For all its disadvantages, the situation was not without its benefits. He was in the body of his prophesied destroyer. No doubt the Potter girl associated with Dumbledore and his ilk, and was trusted by them. Not since the early days of his rise had he been able to walk unhindered through the world, passing seamlessly beneath attention, unknown and underestimated. He would enjoy the novelty.

Still, he would need to maintain the girl’s habits, if he wished to embed himself within his enemies without suspicion. It would be most inconvenient if they were to suspect something. In that regard, it would have been easier had the girl been less beautiful. He would need to study the correct method of painting one’s nails.

No matter. Lord Voldemort had suffered greater indignities in his long rise to power.

A second flick of his wand vanished the mirror, the cauldron and all evidence of the ritual, and a further swish eliminated his footsteps, restoring the dust to its previously undisturbed status. It was time to determine where exactly he had incarnated. 

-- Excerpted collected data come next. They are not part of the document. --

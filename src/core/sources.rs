/// Source discovery: which table and block files make up a content set.

use std::path::{Path, PathBuf};
use thiserror::Error;
use tracing::debug;

#[derive(Debug, Error)]
pub enum SourceError {
    #[error("cannot scan '{}': {source}", path.display())]
    Io {
        path: PathBuf,
        #[source]
        source: std::io::Error,
    },
    #[error("invalid sub-directory name '{0}'")]
    InvalidSubdir(String),
}

/// The files to compile, already merged with override precedence.
#[derive(Debug, Clone, Default, PartialEq, Eq)]
pub struct SourceSet {
    /// `.tab` files; each is one table named after its stem.
    pub table_files: Vec<PathBuf>,
    /// `.tab` and `.txt` files scanned for named blocks, in the order
    /// they should be read (later files override earlier blocks).
    pub block_files: Vec<PathBuf>,
}

impl SourceSet {
    /// Collect sources from `root` and, optionally, `root/subdir`.
    ///
    /// A sub-directory file replaces the top-level file with the same
    /// (case-insensitive) file name. A sub-directory that does not exist is
    /// ignored.
    pub fn discover(root: &Path, subdir: Option<&str>) -> Result<SourceSet, SourceError> {
        let top = files_with_extensions(root, &["tab", "txt"])?;
        let sub = match subdir {
            Some(name) => {
                let dir = root.join(validate_subdir(name)?);
                if dir.is_dir() {
                    files_with_extensions(&dir, &["tab", "txt"])?
                } else {
                    debug!(subdir = name, "sub-directory not found, using top level only");
                    Vec::new()
                }
            }
            None => Vec::new(),
        };

        let block_files = merge_by_file_name(&top, &sub);
        let table_files = block_files
            .iter()
            .filter(|p| has_extension(p, "tab"))
            .cloned()
            .collect();

        Ok(SourceSet {
            table_files,
            block_files,
        })
    }

    pub fn is_empty(&self) -> bool {
        self.table_files.is_empty() && self.block_files.is_empty()
    }
}

/// Sub-directories of `root` that can be offered as content sets, sorted.
pub fn list_subdirs(root: &Path) -> Result<Vec<String>, SourceError> {
    let entries = std::fs::read_dir(root).map_err(|source| SourceError::Io {
        path: root.to_path_buf(),
        source,
    })?;
    let mut dirs: Vec<String> = entries
        .flatten()
        .filter(|e| e.path().is_dir())
        .filter_map(|e| e.file_name().to_str().map(str::to_string))
        .filter(|name| !name.starts_with('.'))
        .collect();
    dirs.sort();
    Ok(dirs)
}

/// Only plain directory names are accepted; nothing that could leave `root`.
fn validate_subdir(name: &str) -> Result<&str, SourceError> {
    let name = name.trim();
    if name.is_empty() || name == "." || name == ".." || name.contains(['/', '\\']) {
        return Err(SourceError::InvalidSubdir(name.to_string()));
    }
    Ok(name)
}

fn has_extension(path: &Path, ext: &str) -> bool {
    path.extension()
        .and_then(|s| s.to_str())
        .is_some_and(|e| e.eq_ignore_ascii_case(ext))
}

/// Files directly inside `dir` with one of `exts`, sorted by file name.
fn files_with_extensions(dir: &Path, exts: &[&str]) -> Result<Vec<PathBuf>, SourceError> {
    let entries = std::fs::read_dir(dir).map_err(|source| SourceError::Io {
        path: dir.to_path_buf(),
        source,
    })?;
    let mut files: Vec<PathBuf> = entries
        .flatten()
        .map(|e| e.path())
        .filter(|p| p.is_file() && exts.iter().any(|ext| has_extension(p, ext)))
        .collect();
    files.sort();
    Ok(files)
}

fn file_key(path: &Path) -> String {
    path.file_name()
        .map(|n| n.to_string_lossy().to_lowercase())
        .unwrap_or_default()
}

/// Top-level files in order, each replaced in place by a sub-directory
/// file of the same name; remaining sub-directory files appended.
fn merge_by_file_name(top: &[PathBuf], sub: &[PathBuf]) -> Vec<PathBuf> {
    let mut merged: Vec<PathBuf> = top.to_vec();
    for path in sub {
        let key = file_key(path);
        match merged.iter_mut().find(|p| file_key(p) == key) {
            Some(slot) => *slot = path.clone(),
            None => merged.push(path.clone()),
        }
    }
    merged
}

Beyond the library, the house was dark. It was the middle of the night, and the house lay in silence, only lit by the occasional lamp. The sparse light revealed a dwelling much the same as the library, a dilapidated property of past grandeur, the wallpaper faded and peeling, the woodwork half-rotted, with evidence of infestation by spiders and vermin. 

A token effort had been made to render the place suitable for habitation, signs of recent attempts to clear away the dust and cobwebs, but clearly the attempt was at an early stage, and much of the deterioration remained.

It was a peculiar location for Rose Potter to call home. He might have assumed it a Potter dwelling, gone to ruin in the absence of the girl’s dead parents, but Voldemort doubted the Potters decorated their houses with snake motifs. No, something stranger was at work. 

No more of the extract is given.